Stored data:
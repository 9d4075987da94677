//! `tracing` subscriber setup.

use tracing_subscriber::EnvFilter;

/// Install a stderr fmt subscriber filtered by `RUST_LOG`.
///
/// `default_directive` applies when `RUST_LOG` is unset or invalid. The TUI
/// passes `"off"` so log lines never land on the alternate screen.
pub fn init(default_directive: &str) {
    let filter = EnvFilter::try_from_default_env().unwrap_or_else(|_| EnvFilter::new(default_directive));

    // A second init (e.g. from tests) keeps the first subscriber.
    let _ = tracing_subscriber::fmt()
        .with_env_filter(filter)
        .with_writer(std::io::stderr)
        .with_target(false)
        .try_init();
}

§ **Activity**:
Word for word, restate the entries that appear above.

§ **Solution**:
repository 9d4075987da94677
//! `tracing` subscriber setup.

use tracing_subscriber::EnvFilter;

/// Install a stderr fmt subscriber filtered by `RUST_LOG`.
///
/// `default_directive` applies when `RUST_LOG` is unset or invalid. The TUI
/// passes `"off"` so log lines never land on the alternate screen.
pub fn init(default_directive: &str) {
    let filter = EnvFilter::try_from_default_env().unwrap_or_else(|_| EnvFilter::new(default_directive));

    // A second init (e.g. from tests) keeps the first subscriber.
    let _ = tracing_subscriber::fmt()
        .with_env_filter(filter)
        .with_writer(std::io::stderr)
        .with_target(false)
        .try_init();
}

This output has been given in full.